[Data excerpts]

■ ■ ■

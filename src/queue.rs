//! Bounded packet queue between the reader task and the consumer.
//!
//! ```text
//! socket ─► Demuxer ─► decode ─► PacketSender ═══► PacketReceiver ─► consumer
//!                                   (awaits when full)   (awaits when empty)
//! ```
//!
//! Backed by a bounded `tokio::sync::mpsc` channel: a full queue makes the
//! producer wait (no drops, no polling), an empty queue makes the consumer
//! wait. FIFO order is the channel's order, so packets come out in receive
//! index order. A shared atomic counter tracks the queued length for
//! statistics.

use std::sync::atomic::{AtomicU64, AtomicUsize, Ordering};
use std::sync::Arc;

use tokio::sync::mpsc;

use crate::error::{Result, RtspError};
use crate::protocol::Packet;
use crate::shutdown::ShutdownSignal;

/// Counters shared by both ends.
#[derive(Debug, Default)]
struct Counters {
    queued: AtomicUsize,
    pushed: AtomicU64,
    blocked: AtomicU64,
}

/// Snapshot of queue counters.
#[derive(Debug, Clone, Copy, PartialEq, Eq, serde::Serialize)]
pub struct QueueStats {
    /// Configured bound.
    pub capacity: usize,
    /// Packets currently waiting for the consumer.
    pub queued: usize,
    /// Packets accepted since creation.
    pub pushed: u64,
    /// Pushes that had to wait for space.
    pub blocked_pushes: u64,
}

/// Create a queue holding at most `capacity` packets.
///
/// # Panics
///
/// Panics if `capacity` is 0.
pub fn packet_queue(capacity: usize) -> (PacketSender, PacketReceiver) {
    let (tx, rx) = mpsc::channel(capacity);
    let counters = Arc::new(Counters::default());
    (
        PacketSender {
            tx,
            shutdown: None,
            counters: counters.clone(),
            capacity,
        },
        PacketReceiver {
            rx,
            counters,
            capacity,
        },
    )
}

/// Producer end.
#[derive(Debug)]
pub struct PacketSender {
    tx: mpsc::Sender<Packet>,
    shutdown: Option<ShutdownSignal>,
    counters: Arc<Counters>,
    capacity: usize,
}

impl PacketSender {
    /// Abort pending pushes when `signal` fires.
    pub fn with_shutdown(mut self, signal: ShutdownSignal) -> Self {
        self.shutdown = Some(signal);
        self
    }

    /// Push a packet, waiting while the queue is full.
    ///
    /// # Errors
    ///
    /// `ConnectionClosed` if the consumer is gone or shutdown was triggered
    /// while waiting. The packet is not delivered in either case.
    pub async fn push(&mut self, packet: Packet) -> Result<()> {
        match self.tx.try_reserve() {
            Ok(permit) => {
                self.counters.queued.fetch_add(1, Ordering::AcqRel);
                permit.send(packet);
                self.counters.pushed.fetch_add(1, Ordering::Relaxed);
                return Ok(());
            }
            Err(mpsc::error::TrySendError::Closed(())) => return Err(RtspError::ConnectionClosed),
            Err(mpsc::error::TrySendError::Full(())) => {}
        }

        self.counters.blocked.fetch_add(1, Ordering::Relaxed);
        tracing::trace!(capacity = self.capacity, "packet queue full, waiting");

        let permit = match &mut self.shutdown {
            Some(signal) => tokio::select! {
                biased;
                _ = signal.wait() => return Err(RtspError::ConnectionClosed),
                permit = self.tx.reserve() => permit,
            },
            None => self.tx.reserve().await,
        }
        .map_err(|_| RtspError::ConnectionClosed)?;

        self.counters.queued.fetch_add(1, Ordering::AcqRel);
        permit.send(packet);
        self.counters.pushed.fetch_add(1, Ordering::Relaxed);
        Ok(())
    }

    /// Whether the consumer dropped its end.
    pub fn is_closed(&self) -> bool {
        self.tx.is_closed()
    }

    /// Wait until the consumer drops its end.
    pub async fn closed(&self) {
        self.tx.closed().await
    }

    /// Counter snapshot.
    pub fn stats(&self) -> QueueStats {
        snapshot(&self.counters, self.capacity)
    }
}

/// Consumer end.
#[derive(Debug)]
pub struct PacketReceiver {
    rx: mpsc::Receiver<Packet>,
    counters: Arc<Counters>,
    capacity: usize,
}

impl PacketReceiver {
    /// Take the next packet, waiting while the queue is empty.
    ///
    /// Returns `None` once the producer is gone and the queue is drained.
    pub async fn pop(&mut self) -> Option<Packet> {
        let packet = self.rx.recv().await?;
        self.counters.queued.fetch_sub(1, Ordering::AcqRel);
        Some(packet)
    }

    /// Take the next packet if one is queued.
    pub fn try_pop(&mut self) -> Option<Packet> {
        let packet = self.rx.try_recv().ok()?;
        self.counters.queued.fetch_sub(1, Ordering::AcqRel);
        Some(packet)
    }

    /// Packets currently queued.
    pub fn len(&self) -> usize {
        self.counters.queued.load(Ordering::Acquire)
    }

    /// Whether nothing is queued.
    pub fn is_empty(&self) -> bool {
        self.len() == 0
    }

    /// Configured bound.
    pub fn capacity(&self) -> usize {
        self.capacity
    }

    /// Counter snapshot.
    pub fn stats(&self) -> QueueStats {
        snapshot(&self.counters, self.capacity)
    }
}

fn snapshot(counters: &Counters, capacity: usize) -> QueueStats {
    QueueStats {
        capacity,
        queued: counters.queued.load(Ordering::Acquire),
        pushed: counters.pushed.load(Ordering::Relaxed),
        blocked_pushes: counters.blocked.load(Ordering::Relaxed),
    }
}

■ ■ ■

## Description of the task:
This exercise calls for every record above to be written out again exactly.

## Exercise answer:
filename src/queue.rs
//! Bounded packet queue between the reader task and the consumer.
//!
//! ```text
//! socket ─► Demuxer ─► decode ─► PacketSender ═══► PacketReceiver ─► consumer
//!                                   (awaits when full)   (awaits when empty)
//! ```
//!
//! Backed by a bounded `tokio::sync::mpsc` channel: a full queue makes the
//! producer wait (no drops, no polling), an empty queue makes the consumer
//! wait. FIFO order is the channel's order, so packets come out in receive
//! index order. A shared atomic counter tracks the queued length for
//! statistics.

use std::sync::atomic::{AtomicU64, AtomicUsize, Ordering};
use std::sync::Arc;

use tokio::sync::mpsc;

use crate::error::{Result, RtspError};
use crate::protocol::Packet;
use crate::shutdown::ShutdownSignal;

/// Counters shared by both ends.
#[derive(Debug, Default)]
struct Counters {
    queued: AtomicUsize,
    pushed: AtomicU64,
    blocked: AtomicU64,
}

/// Snapshot of queue counters.
#[derive(Debug, Clone, Copy, PartialEq, Eq, serde::Serialize)]
pub struct QueueStats {
    /// Configured bound.
    pub capacity: usize,
    /// Packets currently waiting for the consumer.
    pub queued: usize,
    /// Packets accepted since creation.
    pub pushed: u64,
    /// Pushes that had to wait for space.
    pub blocked_pushes: u64,
}

/// Create a queue holding at most `capacity` packets.
///
/// # Panics
///
/// Panics if `capacity` is 0.
pub fn packet_queue(capacity: usize) -> (PacketSender, PacketReceiver) {
    let (tx, rx) = mpsc::channel(capacity);
    let counters = Arc::new(Counters::default());
    (
        PacketSender {
            tx,
            shutdown: None,
            counters: counters.clone(),
            capacity,
        },
        PacketReceiver {
            rx,
            counters,
            capacity,
        },
    )
}

/// Producer end.
#[derive(Debug)]
pub struct PacketSender {
    tx: mpsc::Sender<Packet>,
    shutdown: Option<ShutdownSignal>,
    counters: Arc<Counters>,
    capacity: usize,
}

impl PacketSender {
    /// Abort pending pushes when `signal` fires.
    pub fn with_shutdown(mut self, signal: ShutdownSignal) -> Self {
        self.shutdown = Some(signal);
        self
    }

    /// Push a packet, waiting while the queue is full.
    ///
    /// # Errors
    ///
    /// `ConnectionClosed` if the consumer is gone or shutdown was triggered
    /// while waiting. The packet is not delivered in either case.
    pub async fn push(&mut self, packet: Packet) -> Result<()> {
        match self.tx.try_reserve() {
            Ok(permit) => {
                self.counters.queued.fetch_add(1, Ordering::AcqRel);
                permit.send(packet);
                self.counters.pushed.fetch_add(1, Ordering::Relaxed);
                return Ok(());
            }
            Err(mpsc::error::TrySendError::Closed(())) => return Err(RtspError::ConnectionClosed),
            Err(mpsc::error::TrySendError::Full(())) => {}
        }

        self.counters.blocked.fetch_add(1, Ordering::Relaxed);
        tracing::trace!(capacity = self.capacity, "packet queue full, waiting");

        let permit = match &mut self.shutdown {
            Some(signal) => tokio::select! {
                biased;
                _ = signal.wait() => return Err(RtspError::ConnectionClosed),
                permit = self.tx.reserve() => permit,
            },
            None => self.tx.reserve().await,
        }
        .map_err(|_| RtspError::ConnectionClosed)?;

        self.counters.queued.fetch_add(1, Ordering::AcqRel);
        permit.send(packet);
        self.counters.pushed.fetch_add(1, Ordering::Relaxed);
        Ok(())
    }

    /// Whether the consumer dropped its end.
    pub fn is_closed(&self) -> bool {
        self.tx.is_closed()
    }

    /// Wait until the consumer drops its end.
    pub async fn closed(&self) {
        self.tx.closed().await
    }

    /// Counter snapshot.
    pub fn stats(&self) -> QueueStats {
        snapshot(&self.counters, self.capacity)
    }
}

/// Consumer end.
#[derive(Debug)]
pub struct PacketReceiver {
    rx: mpsc::Receiver<Packet>,
    counters: Arc<Counters>,
    capacity: usize,
}

impl PacketReceiver {
    /// Take the next packet, waiting while the queue is empty.
    ///
    /// Returns `None` once the producer is gone and the queue is drained.
    pub async fn pop(&mut self) -> Option<Packet> {
        let packet = self.rx.recv().await?;
        self.counters.queued.fetch_sub(1, Ordering::AcqRel);
        Some(packet)
    }

    /// Take the next packet if one is queued.
    pub fn try_pop(&mut self) -> Option<Packet> {
        let packet = self.rx.try_recv().ok()?;
        self.counters.queued.fetch_sub(1, Ordering::AcqRel);
        Some(packet)
    }

    /// Packets currently queued.
    pub fn len(&self) -> usize {
        self.counters.queued.load(Ordering::Acquire)
    }

    /// Whether nothing is queued.
    pub fn is_empty(&self) -> bool {
        self.len() == 0
    }

    /// Configured bound.
    pub fn capacity(&self) -> usize {
        self.capacity
    }

    /// Counter snapshot.
    pub fn stats(&self) -> QueueStats {
        snapshot(&self.counters, self.capacity)
    }
}

fn snapshot(counters: &Counters, capacity: usize) -> QueueStats {
    QueueStats {
        capacity,
        queued: counters.queued.load(Ordering::Acquire),
        pushed: counters.pushed.load(Ordering::Relaxed),
        blocked_pushes: counters.blocked.load(Ordering::Relaxed),
    }
}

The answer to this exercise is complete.